• **Material for this task**
= = = =
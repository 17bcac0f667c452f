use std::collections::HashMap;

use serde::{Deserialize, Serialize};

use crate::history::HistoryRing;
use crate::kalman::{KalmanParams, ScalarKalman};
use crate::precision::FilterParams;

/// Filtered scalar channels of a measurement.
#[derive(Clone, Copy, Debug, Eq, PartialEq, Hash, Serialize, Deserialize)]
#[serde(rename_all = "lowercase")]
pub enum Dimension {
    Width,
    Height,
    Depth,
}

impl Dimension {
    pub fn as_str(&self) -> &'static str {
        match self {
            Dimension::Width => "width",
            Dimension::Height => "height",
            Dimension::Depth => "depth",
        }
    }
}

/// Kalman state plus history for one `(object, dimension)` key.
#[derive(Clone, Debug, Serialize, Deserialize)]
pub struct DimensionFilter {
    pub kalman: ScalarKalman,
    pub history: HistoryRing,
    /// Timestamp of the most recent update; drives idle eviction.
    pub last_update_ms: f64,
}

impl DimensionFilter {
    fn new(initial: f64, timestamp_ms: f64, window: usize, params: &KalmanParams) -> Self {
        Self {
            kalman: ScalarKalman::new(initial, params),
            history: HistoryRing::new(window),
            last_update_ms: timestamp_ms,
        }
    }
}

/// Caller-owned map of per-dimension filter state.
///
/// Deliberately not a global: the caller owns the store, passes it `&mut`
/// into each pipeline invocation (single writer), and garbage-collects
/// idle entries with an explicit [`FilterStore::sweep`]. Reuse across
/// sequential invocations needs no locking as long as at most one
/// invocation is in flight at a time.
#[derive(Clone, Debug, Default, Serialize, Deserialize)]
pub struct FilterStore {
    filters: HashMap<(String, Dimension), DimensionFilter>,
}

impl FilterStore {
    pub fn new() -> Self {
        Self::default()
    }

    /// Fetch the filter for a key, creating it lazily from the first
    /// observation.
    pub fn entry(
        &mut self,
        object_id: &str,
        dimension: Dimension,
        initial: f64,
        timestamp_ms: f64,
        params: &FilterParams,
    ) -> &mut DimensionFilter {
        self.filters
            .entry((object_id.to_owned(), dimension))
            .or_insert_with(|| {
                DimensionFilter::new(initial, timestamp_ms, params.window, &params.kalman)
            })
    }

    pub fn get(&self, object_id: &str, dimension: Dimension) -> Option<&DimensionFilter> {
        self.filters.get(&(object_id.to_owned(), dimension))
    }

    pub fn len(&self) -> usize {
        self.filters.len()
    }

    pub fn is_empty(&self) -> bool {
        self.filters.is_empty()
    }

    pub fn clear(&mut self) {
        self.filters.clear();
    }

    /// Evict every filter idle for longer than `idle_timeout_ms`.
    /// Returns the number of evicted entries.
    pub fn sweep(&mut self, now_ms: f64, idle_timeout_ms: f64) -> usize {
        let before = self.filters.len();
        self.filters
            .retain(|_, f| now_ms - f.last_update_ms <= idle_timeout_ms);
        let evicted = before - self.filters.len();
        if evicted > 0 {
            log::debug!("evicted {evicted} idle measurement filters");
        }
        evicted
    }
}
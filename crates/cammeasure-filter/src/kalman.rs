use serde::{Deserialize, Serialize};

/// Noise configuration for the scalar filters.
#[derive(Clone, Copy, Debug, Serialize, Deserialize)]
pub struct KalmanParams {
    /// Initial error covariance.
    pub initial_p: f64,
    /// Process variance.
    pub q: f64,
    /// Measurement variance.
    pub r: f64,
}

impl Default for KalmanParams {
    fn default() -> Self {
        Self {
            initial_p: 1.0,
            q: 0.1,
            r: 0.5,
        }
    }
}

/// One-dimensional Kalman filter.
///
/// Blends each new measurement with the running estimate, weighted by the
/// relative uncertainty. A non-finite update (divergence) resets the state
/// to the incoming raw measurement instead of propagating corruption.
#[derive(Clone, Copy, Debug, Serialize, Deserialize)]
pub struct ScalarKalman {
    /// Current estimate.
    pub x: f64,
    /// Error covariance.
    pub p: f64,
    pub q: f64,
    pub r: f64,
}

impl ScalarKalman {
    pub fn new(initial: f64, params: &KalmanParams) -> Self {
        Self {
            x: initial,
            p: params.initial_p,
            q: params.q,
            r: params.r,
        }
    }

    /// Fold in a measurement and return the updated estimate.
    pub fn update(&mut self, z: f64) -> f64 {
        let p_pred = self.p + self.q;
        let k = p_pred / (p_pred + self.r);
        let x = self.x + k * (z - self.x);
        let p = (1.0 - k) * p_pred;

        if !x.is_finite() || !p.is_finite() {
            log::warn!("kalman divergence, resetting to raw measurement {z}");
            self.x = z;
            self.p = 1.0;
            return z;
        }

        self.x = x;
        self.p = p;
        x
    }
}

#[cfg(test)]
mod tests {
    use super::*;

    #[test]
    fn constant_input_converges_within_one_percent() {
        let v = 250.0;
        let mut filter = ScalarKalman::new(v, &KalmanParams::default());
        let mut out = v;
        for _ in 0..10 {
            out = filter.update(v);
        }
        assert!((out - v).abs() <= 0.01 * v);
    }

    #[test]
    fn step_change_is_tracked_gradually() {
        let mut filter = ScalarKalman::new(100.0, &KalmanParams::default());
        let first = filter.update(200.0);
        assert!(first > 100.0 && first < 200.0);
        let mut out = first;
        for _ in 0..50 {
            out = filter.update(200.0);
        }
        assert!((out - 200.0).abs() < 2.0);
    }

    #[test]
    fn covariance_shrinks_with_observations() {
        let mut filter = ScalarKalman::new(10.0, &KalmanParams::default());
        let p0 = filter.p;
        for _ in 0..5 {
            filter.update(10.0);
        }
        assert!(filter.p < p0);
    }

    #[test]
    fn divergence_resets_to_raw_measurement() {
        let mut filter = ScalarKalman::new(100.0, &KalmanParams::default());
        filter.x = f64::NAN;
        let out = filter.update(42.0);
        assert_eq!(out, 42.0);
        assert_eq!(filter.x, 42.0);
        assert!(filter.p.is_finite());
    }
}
= = = =
• **What the task asks**
What is the number of lines in the data above that contain the word "impl"? Report the figure only.

• **Answer box**
5